9. While some cables are suspended from poles, especially in the BT local access network, most are buried in the public highway or are laid alongside railway lines and canals. They can be directly buried in the ground, but this makes repair and replacement more difficult. In consequence most buried cables are installed in ducts. Ducts are pipes, nowadays plastic, with a typical outer diameter of about 114 mm. It is usual to install up to four sub-ducts, each of about 40 mm diameter, in the duct. This is done for a number of reasons, notably in order to facilitate the installation of new cables and the withdrawal of old cables. Use of sub-ducts increases the number of cables that can in practice be installed in a duct.
10. Ducts are laid in trenches, the size of which is determined by the number of ducts to be installed and the nature of the ground. For ducts laid in the public highway (and these constitute the vast majority) most aspects of the trench specification – its size, methods of refilling and the reinstatement of the highway surface – are prescribed in a code of practice issued by the Highways Authorities and Utilities Committee set up under the provisions of the New Roads and Street Work Act 1991. Duct routes are built with jointing chambers and access chambers. Jointing chambers accommodate the splice enclosure between cable lengths and also spare coils of cable which enable the cable ends to be pulled out of the cable for jointing and provide slack for repairs to be carried out if the cable is damaged between jointing chambers. Access chambers are provided to allow the cable to be pulled into the duct, typically at intermediate points between chambers and in particular where the duct route changes sharply.
11. When used to extend, or interconnect with, the cables owned by another operator, Vtesse’s own-build fibres are generally fusion-spliced to the other operator’s fibre at a convenient jointing chamber in the street. Alternatively Vtesse may build to a “co-location centre”. The jointing chamber belongs to the other operator and splicing with his cables is carried out by him.
12. Vtesse designs and implements fibre optic communications links between one or more premises of client companies. In essence the method adopted is to look for existing fibre optic cables belonging to third parties which pass reasonably close to each of the client premises, to enter into an agreement for the use of such cables and to construct a spur from the premises to the cables. The result is a network consisting mainly of spare capacity in other people’s cables. Agreements for the use of cables have been entered into with Level 3 Communications Ltd, Tyco Networks (UK) Ltd, Global Crossing (UK) Telecommunications Ltd and Telewest Ltd. At the end of May 2003 the network consisted of four separate routeings: London to Henley-on-Thames (Northern Route), Henley-on-Thames to London (Southern Route), Dorking to Slough and London, and Salisbury to London and elsewhere. The total length of lit fibre as at 1 April 2003 was 147 route kilometres, of which about 4 km was own-build and 143 km was leased fibres. As at 2 May 2003 the network extended to 154.5 km.

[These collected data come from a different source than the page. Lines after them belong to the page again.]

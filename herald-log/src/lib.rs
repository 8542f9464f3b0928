//! Herald Logging
//!
//! Installs a `tracing` subscriber for Herald services, driven by the
//! `HERALD_*` environment variables. Library crates in the workspace only
//! emit through the `tracing` macros; binaries and tests call [`init`] once.
//!
//! # Usage
//!
//! ```rust,no_run
//! herald_log::init();
//! tracing::info!(topic = "user-events", "Listener started");
//! ```
//!
//! # Environment Variables
//!
//! - `HERALD_DEBUG=1` - Enable debug logging
//! - `HERALD_LOG_LEVEL=trace|debug|info|warn|error|off` - Set log level
//! - `HERALD_LOG_FORMAT=pretty|json|compact` - Set output format
//! - `HERALD_LOG_COLOR=1|0` - Enable/disable colors
//!
//! `RUST_LOG`, when set, overrides the level with a full filter directive.

use herald_config::{EnvLoader, Vars};
use once_cell::sync::OnceCell;
use tracing_subscriber::prelude::*;
use tracing_subscriber::{EnvFilter, fmt};

// ============================================================================
// Log Levels
// ============================================================================

/// Log level for Herald logging.
#[derive(Debug, Clone, Copy, PartialEq, Eq, PartialOrd, Ord)]
#[repr(u8)]
pub enum Level {
    /// Trace level (most verbose)
    Trace = 0,
    /// Debug level
    Debug = 1,
    /// Info level
    Info = 2,
    /// Warning level
    Warn = 3,
    /// Error level (least verbose)
    Error = 4,
    /// Off (no logging)
    Off = 5,
}

impl Level {
    /// Get level from string.
    pub fn parse(s: &str) -> Option<Self> {
        match s.to_lowercase().as_str() {
            "trace" => Some(Level::Trace),
            "debug" => Some(Level::Debug),
            "info" => Some(Level::Info),
            "warn" | "warning" => Some(Level::Warn),
            "error" => Some(Level::Error),
            "off" | "none" => Some(Level::Off),
            _ => None,
        }
    }

    /// Filter directive understood by `EnvFilter`.
    pub fn as_directive(&self) -> &'static str {
        match self {
            Level::Trace => "trace",
            Level::Debug => "debug",
            Level::Info => "info",
            Level::Warn => "warn",
            Level::Error => "error",
            Level::Off => "off",
        }
    }
}

impl std::fmt::Display for Level {
    fn fmt(&self, f: &mut std::fmt::Formatter<'_>) -> std::fmt::Result {
        f.write_str(&self.as_directive().to_uppercase())
    }
}

// ============================================================================
// Log Format
// ============================================================================

/// Output format for log messages.
#[derive(Debug, Clone, Copy, PartialEq, Eq)]
pub enum Format {
    /// Multi-line human readable output
    Pretty,
    /// Compact single-line format
    Compact,
    /// JSON format for structured logging
    Json,
}

impl Format {
    /// Get format from string.
    pub fn parse(s: &str) -> Option<Self> {
        match s.to_lowercase().as_str() {
            "pretty" => Some(Format::Pretty),
            "compact" => Some(Format::Compact),
            "json" => Some(Format::Json),
            _ => None,
        }
    }
}

// ============================================================================
// Configuration
// ============================================================================

/// Logging configuration.
#[derive(Debug, Clone, PartialEq, Eq)]
pub struct LogConfig {
    /// Whether debug mode is enabled
    pub debug: bool,
    /// Minimum log level
    pub level: Level,
    /// Output format
    pub format: Format,
    /// Whether colors are enabled
    pub color: bool,
}

impl Default for LogConfig {
    fn default() -> Self {
        Self {
            debug: false,
            level: Level::Info,
            format: Format::Json,
            color: false,
        }
    }
}

impl LogConfig {
    /// Create config from `HERALD_*` environment variables.
    pub fn from_env() -> Self {
        let vars = EnvLoader::with_prefix("HERALD").load().unwrap_or_default();
        Self::from_vars(&vars)
    }

    /// Create config from already-loaded variables (prefix stripped).
    ///
    /// Unparseable values fall back to the defaults instead of failing
    /// startup.
    pub fn from_vars(vars: &Vars) -> Self {
        let debug = vars.flag("debug").ok().flatten().unwrap_or(false);

        let level = vars
            .get("log_level")
            .and_then(Level::parse)
            .unwrap_or(if debug { Level::Debug } else { Level::Info });

        let format = vars
            .get("log_format")
            .and_then(Format::parse)
            .unwrap_or(Format::Json);

        let color = vars
            .flag("log_color")
            .ok()
            .flatten()
            .unwrap_or(format == Format::Pretty);

        Self {
            debug,
            level,
            format,
            color,
        }
    }

    /// Filter used when `RUST_LOG` is absent.
    pub fn filter(&self) -> EnvFilter {
        EnvFilter::try_from_default_env()
            .unwrap_or_else(|_| EnvFilter::new(self.level.as_directive()))
    }
}

// ============================================================================
// Public API
// ============================================================================

static INSTALLED: OnceCell<LogConfig> = OnceCell::new();

/// Initialize logging from the environment.
///
/// Safe to call more than once; only the first call installs a subscriber.
pub fn init() {
    init_with(LogConfig::from_env());
}

/// Initialize logging with an explicit configuration.
pub fn init_with(config: LogConfig) {
    INSTALLED.get_or_init(|| {
        let filter = config.filter();
        let registry = tracing_subscriber::registry().with(filter);

        // Another subscriber may already be installed (for example by a test
        // harness); that is not an error for us.
        let _ = match config.format {
            Format::Json => registry
                .with(fmt::layer().json().with_current_span(true))
                .try_init(),
            Format::Compact => registry
                .with(fmt::layer().compact().with_ansi(config.color))
                .try_init(),
            Format::Pretty => registry
                .with(fmt::layer().pretty().with_ansi(config.color))
                .try_init(),
        };

        config
    });
}

/// Configuration installed by the first [`init`] call, if any.
pub fn installed() -> Option<&'static LogConfig> {
    INSTALLED.get()
}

13. The London to Henley-on-Thames (Northern Route) connection was established to connect two customer sites, one in Finsbury Square, EC1, and the other at Station Road, Henley-on-Thames. Fibres from Level 3, Telewest and Tycom were used and the connection was completed by a number of Vtesse own-build sections. The connection provided two transparent fibre paths between the two sites, one for each direction of transmission. The Henley-on-Thames to London (Southern Route) was designed to link the Finsbury Square site to another site of the customer in Henley, at Perpetual Park. Another network operator provided the connection between the two Henley sites. By June 2003 only a section of own-build from Perpetual Park to Twyford and the customer tail at Finsbury Square had been constructed.
14. The connection from Dorking to Slough and London was designed to link a customer site at Pixham End, Dorking, to another site in London. By June 2003 only the section between Dorking and Slough, using Global Crossing fibres with local own-build connections, had been constructed. The fourth part of the network, from Salisbury to London and elsewhere, was designed to connect a customer site at Castle Street, Salisbury, with several other sites of the same customer. By June 2003 only a short length of own-build cable in Salisbury had been installed.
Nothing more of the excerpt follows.